This Rule does not address the legal duties of a lawyer who receives a document or electronically stored information that the lawyer knows or reasonably should know may have been inappropriately obtained by the sending person. For purposes of this Rule, ‘‘document or electronically stored information’’ includes, in addition to paper documents, email and other forms of electronically stored information, including embedded data (commonly referred to as “metadata”), that is subject to being read or put into readable form.  Metadata in electronic documents creates an obligation under this Rule only if the receiving lawyer knows or reasonably should know that the metadata was inadvertently sent to the receiving lawyer and that it contains privileged information.

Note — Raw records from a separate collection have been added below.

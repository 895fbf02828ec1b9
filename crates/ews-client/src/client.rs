//! The high-level client tying settings, transport, and operations
//! together.

use ews_core::types::{FolderRef, ItemRef, ServerVersion};
use ews_wire::data::{ConflictResolution, Disposal};
use ews_wire::record::{CalendarItem, Contact};

use crate::envelope::build_envelope;
use crate::error::{ClientError, ClientResult};
use crate::ops;
use crate::response::scan_response_messages;
use crate::transport::Transport;

/// A connected Exchange Web Services client.
#[derive(Debug)]
pub struct ExchangeClient<T: Transport> {
    transport: T,
    version: ServerVersion,
}

impl<T: Transport> ExchangeClient<T> {
    #[must_use]
    pub fn new(transport: T, version: ServerVersion) -> Self {
        Self { transport, version }
    }

    async fn call(&self, body: &str, message_tag: &'static str) -> ClientResult<Vec<ews_wire::xml::XmlElement>> {
        let envelope = build_envelope(self.version, body);
        let response = self.transport.post_envelope(envelope).await?;
        scan_response_messages(&response, message_tag)
    }

    /// Creates a contact in the given folder and returns its new handle.
    ///
    /// ## Errors
    /// Fails on transport errors or an error-class response message.
    pub async fn create_contact(
        &self,
        folder: &FolderRef,
        contact: &Contact,
    ) -> ClientResult<ItemRef> {
        let body = ops::build_create_item(folder, &[contact.write_xml()]);
        let messages = self.call(&body, "CreateItemResponseMessage").await?;
        ops::extract_item_refs(&messages)?
            .into_iter()
            .next()
            .ok_or(ClientError::MissingNode("ItemId"))
    }

    /// Creates a calendar item in the given folder and returns its new
    /// handle.
    ///
    /// ## Errors
    /// Fails on an invalid recurrence configuration, transport errors, or
    /// an error-class response message.
    pub async fn create_calendar_item(
        &self,
        folder: &FolderRef,
        item: &CalendarItem,
    ) -> ClientResult<ItemRef> {
        let body = ops::build_create_item(folder, &[item.write_xml()?]);
        let messages = self.call(&body, "CreateItemResponseMessage").await?;
        ops::extract_item_refs(&messages)?
            .into_iter()
            .next()
            .ok_or(ClientError::MissingNode("ItemId"))
    }

    /// Applies a contact's change set to the server copy and returns the
    /// refreshed handle.
    ///
    /// ## Errors
    /// Fails when the record has no server handle yet, on transport
    /// errors, or on an error-class response message.
    pub async fn update_contact(&self, contact: &Contact) -> ClientResult<ItemRef> {
        let item_ref = contact
            .item_ref()
            .ok_or(ClientError::MissingNode("ItemId"))?;
        let updates = contact.change_set().render_updates("Contact");
        let body = ops::build_update_item(&item_ref, &updates, ConflictResolution::AutoResolve);
        let messages = self.call(&body, "UpdateItemResponseMessage").await?;
        ops::extract_item_refs(&messages)?
            .into_iter()
            .next()
            .ok_or(ClientError::MissingNode("ItemId"))
    }

    /// Fetches a contact by handle, resolving attachment references that
    /// came back without inline content.
    ///
    /// ## Errors
    /// Fails on transport errors, an error-class response message, or a
    /// response without the expected record.
    pub async fn get_contact(&self, item: &ItemRef) -> ClientResult<Contact> {
        let body = ops::build_get_item(std::slice::from_ref(item));
        let messages = self.call(&body, "GetItemResponseMessage").await?;
        let element = ops::extract_items(&messages, "Contact")
            .into_iter()
            .next()
            .ok_or(ClientError::MissingNode("Contact"))?;

        let mut contact = Contact::new();
        contact.populate_from(&element)?;
        self.resolve_attachment_content(contact.base_mut().attachments_mut())
            .await?;
        Ok(contact)
    }

    /// Fetches a calendar item by handle.
    ///
    /// ## Errors
    /// Fails on transport errors, an error-class response message, or a
    /// response without the expected record.
    pub async fn get_calendar_item(&self, item: &ItemRef) -> ClientResult<CalendarItem> {
        let body = ops::build_get_item(std::slice::from_ref(item));
        let messages = self.call(&body, "GetItemResponseMessage").await?;
        let element = ops::extract_items(&messages, "CalendarItem")
            .into_iter()
            .next()
            .ok_or(ClientError::MissingNode("CalendarItem"))?;

        let mut record = CalendarItem::new();
        record.populate_from(&element)?;
        self.resolve_attachment_content(record.base_mut().attachments_mut())
            .await?;
        Ok(record)
    }

    /// Deletes items by handle.
    ///
    /// ## Errors
    /// Fails on transport errors or an error-class response message.
    pub async fn delete_items(&self, items: &[ItemRef], disposal: Disposal) -> ClientResult<()> {
        let body = ops::build_delete_item(items, disposal);
        self.call(&body, "DeleteItemResponseMessage").await?;
        Ok(())
    }

    /// Retrieves one attachment's content bytes.
    ///
    /// ## Errors
    /// Fails on transport errors, an error-class response message, or a
    /// content-less response.
    pub async fn fetch_attachment_content(&self, attachment_id: &str) -> ClientResult<Vec<u8>> {
        let body = ops::build_get_attachment(attachment_id);
        let messages = self.call(&body, "GetAttachmentResponseMessage").await?;
        ops::extract_attachment_content(&messages)
    }

    /// Attaches files to an existing item.
    ///
    /// ## Errors
    /// Fails on transport errors or an error-class response message.
    pub async fn create_attachments(
        &self,
        parent: &ItemRef,
        attachments: &[ews_wire::record::FileAttachment],
    ) -> ClientResult<()> {
        let body = ops::build_create_attachment(&parent.id, attachments);
        self.call(&body, "CreateAttachmentResponseMessage").await?;
        Ok(())
    }

    /// Fills in content for attachment references that lack it, one
    /// retrieval per reference.
    async fn resolve_attachment_content(
        &self,
        attachments: &mut ews_wire::record::Attachments,
    ) -> ClientResult<()> {
        let missing: Vec<String> = attachments
            .missing_content()
            .map(str::to_owned)
            .collect();
        for attachment_id in missing {
            tracing::debug!(attachment_id = %attachment_id, "retrieving attachment content");
            let bytes = self.fetch_attachment_content(&attachment_id).await?;
            attachments.set_content(&attachment_id, &bytes);
        }
        Ok(())
    }
}

#[cfg(test)]
mod tests {
    use super::*;
    use crate::transport::Transport;
    use std::sync::Mutex;

    /// Transport double that replays canned response bodies and records
    /// posted envelopes.
    struct FakeTransport {
        posted: Mutex<Vec<String>>,
        responses: Mutex<Vec<String>>,
    }

    impl FakeTransport {
        fn new(responses: Vec<&str>) -> Self {
            Self {
                posted: Mutex::new(Vec::new()),
                responses: Mutex::new(responses.into_iter().rev().map(str::to_owned).collect()),
            }
        }
    }

    impl Transport for FakeTransport {
        async fn post_envelope(&self, envelope: String) -> ClientResult<String> {
            self.posted.lock().unwrap().push(envelope);
            Ok(self.responses.lock().unwrap().pop().unwrap_or_default())
        }
    }

    const CREATE_RESPONSE: &str = r#"<Envelope><Body><CreateItemResponse><ResponseMessages>
        <CreateItemResponseMessage ResponseClass="Success">
            <Items><Contact><ItemId Id="new-1" ChangeKey="ck-1"/></Contact></Items>
        </CreateItemResponseMessage>
    </ResponseMessages></CreateItemResponse></Body></Envelope>"#;

    #[test_log::test(tokio::test)]
    async fn create_contact_round_trip() {
        let transport = FakeTransport::new(vec![CREATE_RESPONSE]);
        let client = ExchangeClient::new(transport, ServerVersion::Exchange2010Sp2);

        let mut contact = Contact::new();
        contact.set_given_name("Jo");

        let item_ref = client
            .create_contact(&FolderRef::CONTACTS, &contact)
            .await
            .unwrap();
        assert_eq!(item_ref.id, "new-1");

        let posted = client.transport.posted.lock().unwrap();
        assert!(posted[0].contains("<m:CreateItem"));
        assert!(posted[0].contains("<t:GivenName>Jo</t:GivenName>"));
        assert!(posted[0].contains("RequestServerVersion Version=\"Exchange2010_SP2\""));
    }

    #[test_log::test(tokio::test)]
    async fn get_contact_resolves_missing_attachment_content() {
        let get_response = r#"<Envelope><Body><GetItemResponse><ResponseMessages>
            <GetItemResponseMessage ResponseClass="Success">
                <Items><Contact>
                    <ItemId Id="c-1" ChangeKey="ck"/>
                    <GivenName>Jo</GivenName>
                    <Attachments><FileAttachment>
                        <AttachmentId Id="att-9"/><Name>notes.txt</Name>
                    </FileAttachment></Attachments>
                </Contact></Items>
            </GetItemResponseMessage>
        </ResponseMessages></GetItemResponse></Body></Envelope>"#;
        let attachment_response = r#"<Envelope><Body><GetAttachmentResponse><ResponseMessages>
            <GetAttachmentResponseMessage ResponseClass="Success">
                <Attachments><FileAttachment>
                    <AttachmentId Id="att-9"/><Content>aGk=</Content>
                </FileAttachment></Attachments>
            </GetAttachmentResponseMessage>
        </ResponseMessages></GetAttachmentResponse></Body></Envelope>"#;

        let transport = FakeTransport::new(vec![get_response, attachment_response]);
        let client = ExchangeClient::new(transport, ServerVersion::Exchange2010Sp2);

        let contact = client.get_contact(&ItemRef::new("c-1")).await.unwrap();
        assert_eq!(contact.first_name().as_deref(), Some("Jo"));

        let attachments = contact.base().attachments();
        assert_eq!(attachments.missing_content().count(), 0);
        assert_eq!(
            attachments.entries()[0].content_bytes().unwrap().unwrap(),
            b"hi"
        );

        // Two envelopes: the item fetch, then the lazy content retrieval.
        assert_eq!(client.transport.posted.lock().unwrap().len(), 2);
    }

    #[test_log::test(tokio::test)]
    async fn update_without_handle_is_rejected() {
        let transport = FakeTransport::new(vec![]);
        let client = ExchangeClient::new(transport, ServerVersion::Exchange2010Sp2);

        let contact = Contact::new();
        assert!(matches!(
            client.update_contact(&contact).await.unwrap_err(),
            ClientError::MissingNode("ItemId")
        ));
    }
}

[3] Preservation of lawyer-client confidences is such a vital aspect of the legal system that it is appropriate to require that lawyers not take advantage of a mistake or inadvertent disclosure by opposing counsel to gain an undue advantage. See LEO 1702. This means that the lawyer is prohibited from informing the lawyer’s client of relevant, though inadvertently disclosed, information, and that the lawyer is prevented from using information that is of great significance to the client’s case. In such cases, paragraph (b) overrides the lawyer’s communication duty under Rule 1.4. As stated in Comment 1, diligent representation of the client’s interests does not authorize or warrant intrusions into privileged communications. 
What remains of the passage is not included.